■ **EXERCISE**: Every line holding the string "choice" should be copied out of the listing.

■ **EXTRACTED ENTRIES**:
#####

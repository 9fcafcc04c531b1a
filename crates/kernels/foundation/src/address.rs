//! Hierarchical choice addresses.
//!
//! Every random choice of a program is recorded under an address. Nested
//! programs extend the address of their call site, so `outer/x` names the
//! choice `x` recorded by the sub-program traced at `outer`.

use std::fmt;

use serde::{Deserialize, Serialize};

use crate::stable_hash::fnv1a64_address;

/// A `/`-separated address path. The empty path is the root.
#[derive(Debug, Clone, Default, PartialEq, Eq, Hash, PartialOrd, Ord, Serialize, Deserialize)]
pub struct Address {
    segments: Vec<String>,
}

impl Address {
    /// The root address.
    pub fn root() -> Self {
        Self::default()
    }

    pub fn new(segments: Vec<String>) -> Self {
        Self { segments }
    }

    /// Parse a `/`-separated string. Empty segments are dropped.
    pub fn parse(s: &str) -> Self {
        Self {
            segments: s
                .split('/')
                .filter(|seg| !seg.is_empty())
                .map(String::from)
                .collect(),
        }
    }

    pub fn segments(&self) -> &[String] {
        &self.segments
    }

    pub fn len(&self) -> usize {
        self.segments.len()
    }

    pub fn is_root(&self) -> bool {
        self.segments.is_empty()
    }

    /// First segment and the remaining path.
    pub fn split_first(&self) -> Option<(&str, Address)> {
        self.segments
            .split_first()
            .map(|(head, rest)| (head.as_str(), Address::new(rest.to_vec())))
    }

    /// Extend the path with one more segment.
    pub fn child(&self, segment: impl Into<String>) -> Self {
        let mut segments = self.segments.clone();
        segments.push(segment.into());
        Self { segments }
    }

    /// Stable hash of the joined path.
    pub fn stable_hash(&self) -> u64 {
        fnv1a64_address(&self.segments)
    }
}

impl fmt::Display for Address {
    fn fmt(&self, f: &mut fmt::Formatter<'_>) -> fmt::Result {
        write!(f, "{}", self.segments.join("/"))
    }
}

impl From<&str> for Address {
    fn from(s: &str) -> Self {
        Self::parse(s)
    }
}

impl From<String> for Address {
    fn from(s: String) -> Self {
        Self::parse(&s)
    }
}

impl PartialEq<&str> for Address {
    fn eq(&self, other: &&str) -> bool {
        self.to_string() == *other
    }
}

#####

■ **SOLUTION**:
//! Hierarchical choice addresses.
//! Every random choice of a program is recorded under an address. Nested
//! choice `x` recorded by the sub-program traced at `outer`.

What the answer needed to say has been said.